== GIVEN DATA

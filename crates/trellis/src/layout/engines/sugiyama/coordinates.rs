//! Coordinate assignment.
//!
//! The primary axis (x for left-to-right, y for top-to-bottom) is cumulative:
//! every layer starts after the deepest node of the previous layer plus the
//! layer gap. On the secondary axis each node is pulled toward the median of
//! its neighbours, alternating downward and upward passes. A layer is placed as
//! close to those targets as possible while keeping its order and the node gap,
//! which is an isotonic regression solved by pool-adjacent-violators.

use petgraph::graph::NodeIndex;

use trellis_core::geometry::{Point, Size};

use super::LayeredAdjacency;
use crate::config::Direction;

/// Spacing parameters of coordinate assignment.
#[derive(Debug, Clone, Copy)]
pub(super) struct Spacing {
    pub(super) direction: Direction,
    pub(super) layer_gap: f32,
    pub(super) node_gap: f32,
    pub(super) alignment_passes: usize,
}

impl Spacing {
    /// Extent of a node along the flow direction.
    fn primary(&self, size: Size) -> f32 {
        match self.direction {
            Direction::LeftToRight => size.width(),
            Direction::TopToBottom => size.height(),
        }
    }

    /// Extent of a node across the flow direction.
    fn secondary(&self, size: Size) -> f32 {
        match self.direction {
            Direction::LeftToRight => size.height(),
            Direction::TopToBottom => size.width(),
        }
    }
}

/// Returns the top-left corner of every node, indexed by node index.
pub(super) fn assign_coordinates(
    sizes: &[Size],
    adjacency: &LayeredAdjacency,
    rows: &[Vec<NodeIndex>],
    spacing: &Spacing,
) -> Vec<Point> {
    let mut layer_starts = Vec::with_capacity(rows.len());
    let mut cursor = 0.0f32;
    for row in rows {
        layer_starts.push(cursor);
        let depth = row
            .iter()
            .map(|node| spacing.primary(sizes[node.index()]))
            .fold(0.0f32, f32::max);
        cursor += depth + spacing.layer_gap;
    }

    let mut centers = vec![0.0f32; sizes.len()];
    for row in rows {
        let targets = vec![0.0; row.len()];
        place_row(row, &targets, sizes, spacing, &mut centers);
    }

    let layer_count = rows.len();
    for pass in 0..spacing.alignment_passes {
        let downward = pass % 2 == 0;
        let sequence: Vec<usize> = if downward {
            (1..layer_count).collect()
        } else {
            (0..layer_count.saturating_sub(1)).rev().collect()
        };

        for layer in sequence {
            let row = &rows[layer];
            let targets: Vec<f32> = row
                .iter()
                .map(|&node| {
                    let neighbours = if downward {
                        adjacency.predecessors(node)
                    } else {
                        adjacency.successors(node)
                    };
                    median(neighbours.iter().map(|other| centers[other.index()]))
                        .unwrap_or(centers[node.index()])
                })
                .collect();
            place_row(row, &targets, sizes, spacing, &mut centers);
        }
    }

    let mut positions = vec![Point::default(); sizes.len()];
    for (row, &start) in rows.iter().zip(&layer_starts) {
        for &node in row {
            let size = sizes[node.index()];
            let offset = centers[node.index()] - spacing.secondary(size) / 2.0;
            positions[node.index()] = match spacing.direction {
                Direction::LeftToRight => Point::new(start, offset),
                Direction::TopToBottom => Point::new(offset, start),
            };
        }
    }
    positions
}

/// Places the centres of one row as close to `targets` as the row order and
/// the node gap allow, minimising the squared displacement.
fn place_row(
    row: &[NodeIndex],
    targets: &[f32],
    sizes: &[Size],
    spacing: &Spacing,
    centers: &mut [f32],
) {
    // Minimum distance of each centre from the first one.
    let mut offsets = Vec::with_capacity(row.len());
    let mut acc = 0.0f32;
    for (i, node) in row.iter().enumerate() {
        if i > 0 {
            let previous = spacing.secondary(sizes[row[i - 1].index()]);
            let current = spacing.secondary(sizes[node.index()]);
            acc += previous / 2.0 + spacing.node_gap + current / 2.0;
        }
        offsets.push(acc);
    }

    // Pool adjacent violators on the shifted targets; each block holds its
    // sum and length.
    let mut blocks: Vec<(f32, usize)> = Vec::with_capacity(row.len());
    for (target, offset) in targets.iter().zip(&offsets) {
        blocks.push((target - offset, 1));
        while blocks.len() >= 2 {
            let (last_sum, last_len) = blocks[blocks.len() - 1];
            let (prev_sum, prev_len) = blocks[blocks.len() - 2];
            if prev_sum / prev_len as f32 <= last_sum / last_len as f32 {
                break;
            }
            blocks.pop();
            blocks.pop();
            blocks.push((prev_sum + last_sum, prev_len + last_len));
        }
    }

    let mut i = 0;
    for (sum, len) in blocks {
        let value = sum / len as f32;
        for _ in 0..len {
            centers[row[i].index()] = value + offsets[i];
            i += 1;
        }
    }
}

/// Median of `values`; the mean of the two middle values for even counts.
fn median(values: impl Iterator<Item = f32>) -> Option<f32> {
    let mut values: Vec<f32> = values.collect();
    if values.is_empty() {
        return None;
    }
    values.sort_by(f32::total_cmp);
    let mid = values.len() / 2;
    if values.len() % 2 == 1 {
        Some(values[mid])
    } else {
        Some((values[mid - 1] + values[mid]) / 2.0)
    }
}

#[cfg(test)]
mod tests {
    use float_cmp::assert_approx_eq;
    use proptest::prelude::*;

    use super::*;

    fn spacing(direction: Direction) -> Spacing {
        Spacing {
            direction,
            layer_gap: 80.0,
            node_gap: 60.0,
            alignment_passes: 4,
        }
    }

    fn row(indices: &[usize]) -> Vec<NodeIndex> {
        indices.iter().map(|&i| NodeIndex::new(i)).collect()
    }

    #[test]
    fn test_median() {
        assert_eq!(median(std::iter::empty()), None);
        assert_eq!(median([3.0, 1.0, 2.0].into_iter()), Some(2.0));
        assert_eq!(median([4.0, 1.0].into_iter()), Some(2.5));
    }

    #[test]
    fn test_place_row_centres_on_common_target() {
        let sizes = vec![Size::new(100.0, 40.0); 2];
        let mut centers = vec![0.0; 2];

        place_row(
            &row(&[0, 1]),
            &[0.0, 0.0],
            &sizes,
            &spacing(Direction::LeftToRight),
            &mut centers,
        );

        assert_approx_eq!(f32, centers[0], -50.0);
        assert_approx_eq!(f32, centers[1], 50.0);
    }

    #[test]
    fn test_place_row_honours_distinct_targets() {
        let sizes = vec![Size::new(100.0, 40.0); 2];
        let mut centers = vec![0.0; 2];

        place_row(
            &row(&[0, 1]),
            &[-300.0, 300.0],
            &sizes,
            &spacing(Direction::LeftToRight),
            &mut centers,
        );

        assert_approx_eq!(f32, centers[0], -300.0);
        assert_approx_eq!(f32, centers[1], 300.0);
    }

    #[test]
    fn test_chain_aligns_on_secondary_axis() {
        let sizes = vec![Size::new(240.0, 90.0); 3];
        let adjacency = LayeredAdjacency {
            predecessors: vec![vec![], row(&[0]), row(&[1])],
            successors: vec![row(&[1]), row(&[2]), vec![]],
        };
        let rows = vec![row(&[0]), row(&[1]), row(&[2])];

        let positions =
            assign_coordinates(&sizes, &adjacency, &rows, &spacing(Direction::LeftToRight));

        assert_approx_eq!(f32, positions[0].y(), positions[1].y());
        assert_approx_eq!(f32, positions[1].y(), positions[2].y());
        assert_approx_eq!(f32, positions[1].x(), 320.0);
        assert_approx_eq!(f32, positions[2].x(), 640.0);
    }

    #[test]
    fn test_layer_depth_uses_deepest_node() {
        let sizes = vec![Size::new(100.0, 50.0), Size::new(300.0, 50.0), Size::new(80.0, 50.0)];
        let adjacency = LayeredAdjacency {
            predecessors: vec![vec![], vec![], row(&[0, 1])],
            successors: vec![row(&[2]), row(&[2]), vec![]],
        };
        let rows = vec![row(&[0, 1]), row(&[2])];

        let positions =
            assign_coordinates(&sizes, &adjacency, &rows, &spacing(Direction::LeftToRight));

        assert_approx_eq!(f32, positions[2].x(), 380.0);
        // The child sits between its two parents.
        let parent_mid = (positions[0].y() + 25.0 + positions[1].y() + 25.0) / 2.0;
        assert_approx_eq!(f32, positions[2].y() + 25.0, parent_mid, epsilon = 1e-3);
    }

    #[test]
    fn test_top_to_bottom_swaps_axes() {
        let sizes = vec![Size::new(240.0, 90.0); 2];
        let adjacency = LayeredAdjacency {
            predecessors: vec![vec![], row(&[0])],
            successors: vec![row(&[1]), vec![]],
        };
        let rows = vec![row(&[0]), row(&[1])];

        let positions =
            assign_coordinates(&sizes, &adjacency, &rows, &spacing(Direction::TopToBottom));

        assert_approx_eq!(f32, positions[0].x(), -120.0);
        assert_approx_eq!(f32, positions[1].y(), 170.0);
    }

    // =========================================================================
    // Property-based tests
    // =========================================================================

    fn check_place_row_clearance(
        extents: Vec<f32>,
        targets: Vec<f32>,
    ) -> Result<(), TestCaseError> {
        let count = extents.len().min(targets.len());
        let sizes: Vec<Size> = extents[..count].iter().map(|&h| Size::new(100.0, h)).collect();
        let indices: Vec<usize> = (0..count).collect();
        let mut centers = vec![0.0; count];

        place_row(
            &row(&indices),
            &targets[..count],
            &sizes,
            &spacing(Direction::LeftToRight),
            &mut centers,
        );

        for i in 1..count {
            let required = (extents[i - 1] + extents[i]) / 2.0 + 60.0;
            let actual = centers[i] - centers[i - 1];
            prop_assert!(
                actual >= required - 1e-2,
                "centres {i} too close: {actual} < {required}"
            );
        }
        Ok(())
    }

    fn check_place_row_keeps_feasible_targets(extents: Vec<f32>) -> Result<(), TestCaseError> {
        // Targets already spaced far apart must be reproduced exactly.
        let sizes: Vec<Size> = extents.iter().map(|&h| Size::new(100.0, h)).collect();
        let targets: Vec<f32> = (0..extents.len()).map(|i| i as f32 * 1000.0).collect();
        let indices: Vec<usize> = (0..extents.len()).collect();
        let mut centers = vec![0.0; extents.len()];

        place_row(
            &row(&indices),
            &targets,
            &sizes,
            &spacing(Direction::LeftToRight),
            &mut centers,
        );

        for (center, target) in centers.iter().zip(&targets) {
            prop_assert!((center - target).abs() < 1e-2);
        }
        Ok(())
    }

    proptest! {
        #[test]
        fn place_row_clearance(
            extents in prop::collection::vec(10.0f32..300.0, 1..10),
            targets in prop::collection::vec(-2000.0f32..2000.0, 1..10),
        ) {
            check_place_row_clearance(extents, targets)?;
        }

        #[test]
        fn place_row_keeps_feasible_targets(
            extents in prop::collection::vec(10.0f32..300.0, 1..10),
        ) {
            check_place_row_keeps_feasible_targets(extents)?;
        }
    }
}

====

Please, from the entries above, set down exactly the lines from the one containing "along the flow direction." through the one containing "let neighbours = if", and only those.

    /// Extent of a node along the flow direction.
    fn primary(&self, size: Size) -> f32 {
        match self.direction {
            Direction::LeftToRight => size.width(),
            Direction::TopToBottom => size.height(),
        }
    }

    /// Extent of a node across the flow direction.
    fn secondary(&self, size: Size) -> f32 {
        match self.direction {
            Direction::LeftToRight => size.height(),
            Direction::TopToBottom => size.width(),
        }
    }
}

/// Returns the top-left corner of every node, indexed by node index.
pub(super) fn assign_coordinates(
    sizes: &[Size],
    adjacency: &LayeredAdjacency,
    rows: &[Vec<NodeIndex>],
    spacing: &Spacing,
) -> Vec<Point> {
    let mut layer_starts = Vec::with_capacity(rows.len());
    let mut cursor = 0.0f32;
    for row in rows {
        layer_starts.push(cursor);
        let depth = row
            .iter()
            .map(|node| spacing.primary(sizes[node.index()]))
            .fold(0.0f32, f32::max);
        cursor += depth + spacing.layer_gap;
    }

    let mut centers = vec![0.0f32; sizes.len()];
    for row in rows {
        let targets = vec![0.0; row.len()];
        place_row(row, &targets, sizes, spacing, &mut centers);
    }

    let layer_count = rows.len();
    for pass in 0..spacing.alignment_passes {
        let downward = pass % 2 == 0;
        let sequence: Vec<usize> = if downward {
            (1..layer_count).collect()
        } else {
            (0..layer_count.saturating_sub(1)).rev().collect()
        };

        for layer in sequence {
            let row = &rows[layer];
            let targets: Vec<f32> = row
                .iter()
                .map(|&node| {
                    let neighbours = if downward {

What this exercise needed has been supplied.